Material shown
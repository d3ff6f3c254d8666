//! Penalty factors from network degree.
//!
//! `pf_j = transform(max(degree_j, min_degree))`
//!
//! The minimum degree acts as a floor so transforms such as `1/x` never see an
//! isolated feature unless the caller explicitly allows `min_degree = 0`.

use crate::domain::NetworkOptions;
use crate::error::AppError;

/// Degrees after thresholding, plus the resulting penalty factors.
#[derive(Debug, Clone, PartialEq)]
pub struct PenaltyFactors {
    pub degrees: Vec<f64>,
    pub factors: Vec<f64>,
}

/// Build per-feature penalty factors from raw degrees.
pub fn build_penalty_factors(degrees: &[f64], opts: &NetworkOptions) -> Result<PenaltyFactors, AppError> {
    if !(opts.min_degree.is_finite() && opts.min_degree >= 0.0) {
        return Err(AppError::invalid(format!(
            "Invalid min_degree: {} (must be finite and >= 0).",
            opts.min_degree
        )));
    }

    let thresholded: Vec<f64> = degrees.iter().map(|&d| d.max(opts.min_degree)).collect();
    let factors = opts.transform.apply(&thresholded, &opts.heuristic)?;

    if let Some((j, pf)) = factors.iter().enumerate().find(|(_, pf)| **pf < 0.0) {
        return Err(AppError::numerical(format!(
            "Transform '{}' produced a negative penalty factor {pf} for feature {j}.",
            opts.transform.display_name()
        )));
    }

    tracing::debug!(
        transform = opts.transform.display_name(),
        min_degree = opts.min_degree,
        n_features = factors.len(),
        "built penalty factors"
    );

    Ok(PenaltyFactors {
        degrees: thresholded,
        factors,
    })
}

Problem description
Starting at the line that has "use crate::domain::NetworkOptions;" and ending at the line that has "from raw degrees.", please write out the lines above exactly, leaving out all others.

Your solution
use crate::domain::NetworkOptions;
use crate::error::AppError;

/// Degrees after thresholding, plus the resulting penalty factors.
#[derive(Debug, Clone, PartialEq)]
pub struct PenaltyFactors {
    pub degrees: Vec<f64>,
    pub factors: Vec<f64>,
}

/// Build per-feature penalty factors from raw degrees.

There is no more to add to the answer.